Patent and know-how licensing. The EU antitrust rules permit certain forms of exclusive patent and technology know-how licenses but only if they comply with the detailed requirements of a regulation known as the technology transfer regulation 240/96. In December 2001, the European Union issued a detailed evaluation of the regulation. The pharma industry is one of the biggest licensors of patented technology, so the information should be of particular interest. It is likely that when the regulation expires, it will be replaced with a more liberal policy covering a wider range of intellectual property licenses.

Third-party losses. If a commercial contract contains restrictions that breach EU competition rules, the clause will be void and unenforceable. Moreover, third parties can bring action for damages in the national courts. The English High Court heard such a case in February. Those who have been victimized by a cartel can either act alone or collaborate with others in a joint action. In cases of clear infringement and provable financial loss, a few legal letters from in-house counsel may be all that is necessary to retrieve damages.

When such action fails to result in an acceptable offer, legal proceedings are required. In the United Kingdom, contingency fees, common in the United States, are illegal. Since July 1998, however, lawyers have been allowed to charge nothing if they lose and to double their normal fees if they win-a structure known as conditional fees. They are still, however, forbidden to charge a percentage of what they recover. The following questions will assist companies in assessing whether to file a damages lawsuit:

  • Is there good evidence of the cartel, such as an EU or OFT decision against it or written documents?

  • Did the company pay higher prices than necessary because of the cartel, and can it be proved?

  • Is the loss, either individually or in conjunction with other claimants, great enough to bear the financial and time-consuming burden of litigation?

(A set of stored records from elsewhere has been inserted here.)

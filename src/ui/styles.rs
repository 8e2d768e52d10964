//! Color scheme and styling for the TUI dashboard.

use ratatui::prelude::*;

pub const HEADER_BG: Color = Color::Rgb(30, 30, 46);
pub const HEADER_FG: Color = Color::Rgb(180, 190, 254);

pub const TABLE_HEADER_FG: Color = Color::Rgb(137, 180, 250);

pub const SELECTED_BG: Color = Color::Rgb(137, 180, 250);
pub const SELECTED_FG: Color = Color::Black;

pub const SUCCESS_COLOR: Color = Color::Rgb(166, 227, 161);
pub const ERROR_COLOR: Color = Color::Rgb(243, 139, 168);
pub const WARNING_COLOR: Color = Color::Rgb(249, 226, 175);

pub const BORDER_COLOR: Color = Color::Rgb(69, 71, 90);
pub const TEXT_COLOR: Color = Color::Rgb(205, 214, 244);
pub const MUTED_COLOR: Color = Color::Rgb(127, 132, 156);

pub fn header_style() -> Style {
    Style::default()
        .bg(HEADER_BG)
        .fg(HEADER_FG)
        .add_modifier(Modifier::BOLD)
}

pub fn table_header_style() -> Style {
    Style::default()
        .fg(TABLE_HEADER_FG)
        .add_modifier(Modifier::BOLD)
}

pub fn selected_row_style() -> Style {
    Style::default()
        .bg(SELECTED_BG)
        .fg(SELECTED_FG)
        .add_modifier(Modifier::BOLD)
}

pub fn border_style() -> Style {
    Style::default().fg(BORDER_COLOR)
}

pub fn text_style() -> Style {
    Style::default().fg(TEXT_COLOR)
}

pub fn title_style() -> Style {
    text_style().add_modifier(Modifier::BOLD)
}

pub fn success_style() -> Style {
    Style::default()
        .fg(SUCCESS_COLOR)
        .add_modifier(Modifier::BOLD)
}

pub fn error_style() -> Style {
    Style::default()
        .fg(ERROR_COLOR)
        .add_modifier(Modifier::BOLD)
}

pub fn highlight_style() -> Style {
    Style::default()
        .fg(WARNING_COLOR)
        .add_modifier(Modifier::BOLD)
}

pub fn muted_style() -> Style {
    Style::default().fg(MUTED_COLOR)
}

/// Style for a node's activity flag: active, down, or not yet probed.
pub fn status_style(is_active: Option<bool>) -> Style {
    match is_active {
        Some(true) => success_style(),
        Some(false) => error_style(),
        None => muted_style(),
    }
}

/// Green under 200ms, yellow under 500ms, red above.
pub fn latency_style(ms: f64) -> Style {
    if ms < 200.0 {
        success_style()
    } else if ms < 500.0 {
        highlight_style()
    } else {
        error_style()
    }
}

/// Style for how many blocks a node trails the best known height.
pub fn lag_style(lag: u64) -> Style {
    match lag {
        0 => success_style(),
        1..=2 => highlight_style(),
        _ => error_style(),
    }
}
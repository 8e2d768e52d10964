//! Concurrent load against every node of a pool.
//!
//! Fires a batch of `getblockcount` calls spread across all nodes with a cap on
//! calls in flight, watches the pool's event stream, and prints the health
//! each node ends up with. Useful for comparing nodes under load.

use std::{
    collections::HashMap,
    sync::Arc,
    time::{Duration, Instant},
};

use futures::{stream::FuturesUnordered, StreamExt};
use neo_node_pool::{NodeEvent, NodePool, PoolConfig};
use tokio::sync::{broadcast::error::RecvError, Semaphore};

const NUM_CALLS: usize = 500;
const MAX_IN_FLIGHT: usize = 32;

#[derive(Debug)]
enum CallOutcome {
    Ok { height: u64, latency: Duration },
    Err { error: String, latency: Duration },
}

#[tokio::main]
async fn main() -> anyhow::Result<()> {
    let pool = Arc::new(NodePool::new(PoolConfig::new(
        std::env::var("NEO_NETWORK")
            .unwrap_or_else(|_| "testnet".into())
            .parse()
            .map_err(anyhow::Error::msg)?,
    ))?);

    let mut events = pool.subscribe();
    let watcher = tokio::spawn(async move {
        let mut peak_in_flight: HashMap<String, usize> = HashMap::new();
        let mut in_flight: HashMap<String, usize> = HashMap::new();

        loop {
            let event = match events.recv().await {
                Ok(event) => event,
                Err(RecvError::Lagged(_)) => continue,
                Err(RecvError::Closed) => break,
            };
            let count = in_flight.entry(event.endpoint().to_string()).or_default();
            match event {
                NodeEvent::QueryStarted { .. } => *count += 1,
                _ => *count = count.saturating_sub(1),
            }
            let peak = peak_in_flight.entry(event.endpoint().to_string()).or_default();
            *peak = (*peak).max(*count);
        }

        peak_in_flight
    });

    let semaphore = Arc::new(Semaphore::new(MAX_IN_FLIGHT));
    let mut calls = FuturesUnordered::new();

    for i in 0..NUM_CALLS {
        let node = pool.node(i % pool.len()).expect("index within pool");
        let sem = semaphore.clone();

        calls.push(tokio::spawn(async move {
            let _permit = sem.acquire_owned().await.expect("semaphore closed");

            let start = Instant::now();
            let res = node.get_block_count().await;
            let latency = start.elapsed();

            let outcome = match res {
                Ok(height) => CallOutcome::Ok { height, latency },
                Err(e) => CallOutcome::Err {
                    error: e.to_string(),
                    latency,
                },
            };
            (i, node.endpoint().to_string(), outcome)
        }));
    }

    let mut ok_latency: HashMap<String, (usize, Duration)> = HashMap::new();
    let mut error_count = 0usize;

    while let Some(joined) = calls.next().await {
        let (idx, endpoint, outcome) = joined?;
        match outcome {
            CallOutcome::Ok { height, latency } => {
                println!("[call {idx:04}] OK   node={endpoint} height={height} latency={latency:?}");
                let entry = ok_latency.entry(endpoint).or_insert((0, Duration::ZERO));
                entry.0 += 1;
                entry.1 += latency;
            }
            CallOutcome::Err { error, latency } => {
                println!("[call {idx:04}] ERR  node={endpoint} latency={latency:?} error={error}");
                error_count += 1;
            }
        }
    }

    println!("\n=== summary ===");
    println!("total calls          : {}", NUM_CALLS);
    println!("successes            : {}", NUM_CALLS - error_count);
    println!("errors (any kind)    : {}", error_count);

    for meta in pool.nodes_meta() {
        let avg_ms = ok_latency
            .get(&meta.endpoint)
            .map(|(count, total)| total.as_secs_f64() * 1000.0 / *count as f64);
        println!(
            "{:<32} active={:?} height={:?} last_latency={:?} avg_latency={:?} pending={}",
            meta.endpoint,
            meta.is_active,
            meta.block_height,
            meta.latency_ms,
            avg_ms,
            meta.pending_requests,
        );
    }

    drop(pool);
    let peaks = watcher.await?;
    for (endpoint, peak) in peaks {
        println!("peak in flight {:<32}: {}", endpoint, peak);
    }

    Ok(())
}
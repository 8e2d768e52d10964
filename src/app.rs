//! Application state and logic for the TUI dashboard.

use std::{
    collections::{HashMap, VecDeque},
    sync::Arc,
    time::{Duration, Instant},
};

use neo_node_pool::{Network, NodeEvent, NodeMeta, NodePool, PoolConfig, SelectionPolicy};

/// RPC method to call.
#[derive(Debug, Clone, Copy, PartialEq, Eq)]
pub enum Method {
    /// Fetch the current block count.
    BlockCount,
    /// Fetch the node's version information.
    Version,
    /// Fetch the newest block the node knows about.
    LatestBlock,
}

impl Method {
    pub fn as_str(&self) -> &'static str {
        match self {
            Method::BlockCount => "getblockcount",
            Method::Version => "getversion",
            Method::LatestBlock => "getblock (latest)",
        }
    }
}

/// Node a manual call is sent to.
#[derive(Debug, Clone, Copy, PartialEq, Eq)]
pub enum Target {
    /// The pool's current node.
    Current,
    /// The node highlighted in the table.
    Selected,
}

/// Events emitted by RPC operations.
#[derive(Debug)]
pub enum AppEvent {
    /// An RPC call completed.
    RpcFinished {
        endpoint: String,
        latency_ms: f64,
        ok: bool,
        message: String,
    },
}

/// Main application state for the TUI.
pub struct App {
    pub pool: Arc<NodePool>,
    pub network: Network,
    pub diagnostic_interval: Duration,
    pub nodes: Vec<NodeMeta>,
    pub selected_idx: usize,
    pub policy: SelectionPolicy,
    pub method: Method,
    pub last_message: String,
    pub last_endpoint: Option<String>,
    pub last_latency_ms: Option<f64>,
    pub batch_mode: bool,
    pub batch_count: usize,
    pub batch_current: usize,
    pub session_start: Instant,
    pub total_calls: u64,
    pub total_successes: u64,
    pub total_errors: u64,
    pub completions_seen: u64,
    pub latency_history: HashMap<String, VecDeque<u64>>,
    pub call_timestamps: VecDeque<Instant>,
}

impl App {
    pub fn new(pool: NodePool, cfg: &PoolConfig) -> Self {
        let nodes = pool.nodes_meta();

        let mut latency_history = HashMap::new();
        for meta in &nodes {
            latency_history.insert(meta.endpoint.clone(), VecDeque::with_capacity(100));
        }

        Self {
            pool: Arc::new(pool),
            network: cfg.network,
            diagnostic_interval: cfg.diagnostic_interval,
            nodes,
            selected_idx: 0,
            policy: SelectionPolicy::Default,
            method: Method::BlockCount,
            last_message: String::from(
                "Gathering node health. Press 'f'/'h' to pick a node or 'r' to run a call",
            ),
            last_endpoint: None,
            last_latency_ms: None,
            batch_mode: false,
            batch_count: 10,
            batch_current: 0,
            session_start: Instant::now(),
            total_calls: 0,
            total_successes: 0,
            total_errors: 0,
            completions_seen: 0,
            latency_history,
            call_timestamps: VecDeque::with_capacity(1000),
        }
    }

    pub fn next_node(&mut self) {
        if !self.nodes.is_empty() {
            self.selected_idx = (self.selected_idx + 1) % self.nodes.len();
        }
    }

    pub fn prev_node(&mut self) {
        if !self.nodes.is_empty() {
            if self.selected_idx == 0 {
                self.selected_idx = self.nodes.len() - 1;
            } else {
                self.selected_idx -= 1;
            }
        }
    }

    pub fn toggle_method(&mut self) {
        self.method = match self.method {
            Method::BlockCount => Method::Version,
            Method::Version => Method::LatestBlock,
            Method::LatestBlock => Method::BlockCount,
        };
    }

    /// Re-selects the pool's current node using `policy`.
    pub fn apply_policy(&mut self, policy: SelectionPolicy) {
        self.pool.set_node(policy);
        self.policy = policy;
        self.last_message = format!(
            "Policy '{}': current node is now {}",
            policy,
            self.pool.current_node_url()
        );
    }

    pub fn toggle_batch_mode(&mut self) {
        self.batch_mode = !self.batch_mode;
        if self.batch_mode {
            self.batch_current = 0;
            self.last_message = format!("Batch mode ON: {} calls queued", self.batch_count);
        } else {
            self.last_message = "Batch mode OFF".to_string();
        }
    }

    pub fn increase_batch_count(&mut self) {
        self.batch_count = (self.batch_count + 10).min(1000);
    }

    pub fn decrease_batch_count(&mut self) {
        self.batch_count = (self.batch_count.saturating_sub(10)).max(10);
    }

    pub fn reset_stats(&mut self) {
        self.total_calls = 0;
        self.total_successes = 0;
        self.total_errors = 0;
        self.completions_seen = 0;
        self.call_timestamps.clear();
        for history in self.latency_history.values_mut() {
            history.clear();
        }
        self.last_message = "Stats reset".to_string();
    }

    /// Pulls a fresh health snapshot from the pool.
    pub fn refresh_nodes(&mut self) {
        self.nodes = self.pool.nodes_meta();
    }

    /// Feeds a pool event into the latency trends and the completion count.
    ///
    /// Covers diagnostic samples as well as calls made from the dashboard.
    pub fn record_event(&mut self, event: &NodeEvent) {
        if let NodeEvent::QuerySucceeded {
            endpoint, latency, ..
        } = event
        {
            self.completions_seen += 1;
            let history = self
                .latency_history
                .entry(endpoint.clone())
                .or_insert_with(|| VecDeque::with_capacity(100));
            history.push_back(latency.as_millis() as u64);
            if history.len() > 100 {
                history.pop_front();
            }
        } else if event.is_completion() {
            self.completions_seen += 1;
        }
    }

    pub fn set_last_result(&mut self, endpoint: String, latency_ms: f64, ok: bool, message: String) {
        self.last_endpoint = Some(endpoint);
        self.last_latency_ms = Some(latency_ms);

        self.total_calls += 1;
        if ok {
            self.total_successes += 1;
        } else {
            self.total_errors += 1;
        }

        self.call_timestamps.push_back(Instant::now());
        if self.call_timestamps.len() > 1000 {
            self.call_timestamps.pop_front();
        }

        let status = if ok { "✓" } else { "✗" };
        self.last_message = format!("{} {} ({:.0} ms)", status, message, latency_ms);

        if self.batch_mode {
            self.batch_current += 1;
            if self.batch_current >= self.batch_count {
                self.batch_mode = false;
                self.last_message = format!("Batch complete! {} calls finished", self.batch_count);
            }
        }
    }

    pub fn selected_endpoint(&self) -> Option<&str> {
        self.nodes.get(self.selected_idx).map(|m| m.endpoint.as_str())
    }

    pub fn current_idx(&self) -> usize {
        self.pool.current_index()
    }

    pub fn should_run_call(&self) -> bool {
        self.batch_mode && self.batch_current < self.batch_count
    }

    /// Greatest height reported by any active node.
    pub fn best_height(&self) -> Option<u64> {
        self.nodes
            .iter()
            .filter(|m| m.is_active == Some(true))
            .filter_map(|m| m.block_height)
            .max()
    }

    pub fn active_count(&self) -> usize {
        self.nodes
            .iter()
            .filter(|m| m.is_active == Some(true))
            .count()
    }

    pub fn session_uptime(&self) -> Duration {
        self.session_start.elapsed()
    }

    pub fn success_rate(&self) -> f64 {
        if self.total_calls > 0 {
            (self.total_successes as f64 / self.total_calls as f64) * 100.0
        } else {
            0.0
        }
    }

    pub fn calls_per_second(&self) -> f64 {
        let now = Instant::now();
        let one_sec_ago = now - Duration::from_secs(1);

        self.call_timestamps
            .iter()
            .filter(|&&ts| ts > one_sec_ago)
            .count() as f64
    }

    pub fn average_latency(&self) -> f64 {
        let mut total = 0u64;
        let mut count = 0usize;

        for history in self.latency_history.values() {
            for &latency in history {
                total += latency;
                count += 1;
            }
        }

        if count > 0 {
            total as f64 / count as f64
        } else {
            0.0
        }
    }
}

#[cfg(test)]
mod tests {
    use super::*;

    fn app() -> App {
        let cfg = PoolConfig::new(Network::Testnet).with_endpoints(["http://a", "http://b"]);
        let pool = NodePool::new(cfg.clone()).unwrap();
        App::new(pool, &cfg)
    }

    fn started(endpoint: &str, id: u64) -> NodeEvent {
        NodeEvent::QueryStarted {
            endpoint: endpoint.into(),
            method: "getblockcount".into(),
            id,
        }
    }

    #[test]
    fn every_completion_is_counted_once() {
        let mut app = app();

        app.record_event(&started("http://a", 0));
        app.record_event(&NodeEvent::QuerySucceeded {
            endpoint: "http://a".into(),
            method: "getblockcount".into(),
            id: 0,
            latency: Duration::from_millis(42),
            block_height: Some(7),
            user_agent: None,
        });
        app.record_event(&started("http://b", 0));
        app.record_event(&NodeEvent::QueryFailed {
            endpoint: "http://b".into(),
            method: "getversion".into(),
            id: 0,
            error: "timed out".into(),
        });
        app.record_event(&started("http://b", 1));
        app.record_event(&NodeEvent::QueryCancelled {
            endpoint: "http://b".into(),
            method: "getblock".into(),
            id: 1,
        });

        assert_eq!(app.completions_seen, 3);
        assert_eq!(app.latency_history["http://a"], [42]);
        assert!(app.latency_history["http://b"].is_empty());

        app.reset_stats();
        assert_eq!(app.completions_seen, 0);
    }
}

  • Is the case suitable for a conditional fee (no win/no fee) arrangement with lawyers?

Long Arm of the Law

Companies that discover a member of their staff is involved in a cartel should seek legal advice. Most of the cartels mentioned in this article were investigated because one member told the authorities, often benefiting from the leniency clause that gives immunity to the whistleblower. In the vitamins case, Aventis avoided fines entirely by cooperating.

The EU and UK competition rules seek to protect consumers and companies against cartels, restrictive agreements, and abuses of market power. Such abuses remain a major risk for pharma companies both within and outside the European Union. It is important to note that whenever an abusive arrangement has effects within the European Union, fines can be imposed even on businesses located elsewhere, as occurred in the case of the wood-pulp cartel in which all parties were located in wooded areas outside the European Union at that time.